In many cases older faculty may have the advantage of leading guided conversations with their students about a subject. I was a terrible teacher when I started as a green doctoral candidate at Pitt (in the same neighborhood where The Chair was filmed), not really comfortable to relax and engage with my new students. As a new faculty member I was much more tied to notes than in later years, when teaching became more of a transactional experience. My impression is that some college teachers with limited experience can get tied into knots especially with wordy Power Point slides.

 

  1. Humanities departments always seem to have a few free spirits (or, if you wish, some complete jerks).  These are often men who have carried youthful rebellion into middle age without penalty, and continue act it out as a badge of honor. They do indeed make life tougher for a chair, who must represent the interests of the faculty, but also needs to be responsive to the objectives of administrators.
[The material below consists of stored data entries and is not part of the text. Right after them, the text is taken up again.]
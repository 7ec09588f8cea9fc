//! Dashboard aggregation: weekly windows plus whole-collection breakdowns.
//!
//! All functions are pure over a [`ClinicSnapshot`] and an explicit `now`.

pub mod breakdowns;
pub mod weekly;

use chrono::NaiveDateTime;
use serde::{Deserialize, Serialize};

use crate::models::ClinicSnapshot;

pub use breakdowns::{
    Breakdowns, LabelCount, MonthlyTrend, Overview, ThisMonth, Today, NOT_SPECIFIED,
};
pub use weekly::{
    week_windows, weekly_summaries, ConsultationsUrgencesPoint, MedecinsServicePoint,
    PatientsEvolutionPoint, WeekWindow, WeeklySummary, DEFAULT_WEEKS, MAX_WEEKS,
};

#[derive(Debug, Clone, PartialEq, Serialize, Deserialize)]
pub struct Trends {
    pub monthly: Vec<MonthlyTrend>,
}

/// Everything the dashboard and statistics pages render, in one payload.
#[derive(Debug, Clone, PartialEq, Serialize, Deserialize)]
pub struct DashboardStats {
    pub overview: Overview,
    pub this_month: ThisMonth,
    pub today: Today,
    pub taux_suivi: String,
    pub trends: Trends,
    pub breakdowns: Breakdowns,
    pub weekly: Vec<WeeklySummary>,
    pub consultations_urgences: Vec<ConsultationsUrgencesPoint>,
    pub patients_evolution: Vec<PatientsEvolutionPoint>,
    pub medecins_service: Vec<MedecinsServicePoint>,
}

pub fn dashboard_stats(
    snapshot: &ClinicSnapshot<'_>,
    now: NaiveDateTime,
    weeks: usize,
) -> DashboardStats {
    let windows = week_windows(now, weeks);
    let overview = breakdowns::overview(snapshot);
    let taux_suivi =
        breakdowns::taux_suivi(overview.total_consultations, overview.total_patients);

    DashboardStats {
        this_month: breakdowns::this_month(snapshot, now),
        today: breakdowns::today(snapshot, now),
        taux_suivi,
        trends: Trends {
            monthly: breakdowns::monthly_trend(snapshot.consultations),
        },
        breakdowns: breakdowns::breakdowns(snapshot),
        weekly: windows
            .iter()
            .map(|w| weekly::summarize_week(snapshot, w))
            .collect(),
        consultations_urgences: weekly::consultations_urgences(snapshot, &windows),
        patients_evolution: weekly::patients_evolution(snapshot, &windows),
        medecins_service: weekly::medecins_service(snapshot, &windows),
        overview,
    }
}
Hints at the flashpoints of all these these tensions are raised in the series: including teaching loads, “dead wood” instructors, enrollment challenges, and becoming more “efficient” by filling more classroom seats. A class of just eight can be expensive.  Better to have 25 students or—at some bigger universities that slight undergraduates—maybe as many as 300.

 

  1. Deans are usually in charge. Yes and no. This looks truer than it usually is, especially at more traditional institutions that still hold on to the idea of “faculty governance.” Most faculty don’t want to become deans. And they would prefer to not have to pay much attention to them as well. Actor David Morse seemed to play it about right as the luckless administrator demanding more from Professor Oh. Deans use the carrot of money and the stick of cuts in staffing and budgets. True to form, she is weighed down by these pressures without having much success communicating them to her peers. Her departmental colleagues mostly see themselves as self-sustaining.

This are difficult times for the humanities, when the challenging times seem to demand more “relevance,” whatever that means.  Can we afford to take the time to study Chaucer or Melville?  Are Aristotle’s or Plato’s works important enough for what they may still tell us about enduring questions about the human condition?

Absolutely.

If we dismiss the challenges of educating the young in favor of pushing students to find routes to six-figure incomes, we could eventually inhabit a Taliban-like society with lots of rules but little interest in assessing their value in a free society.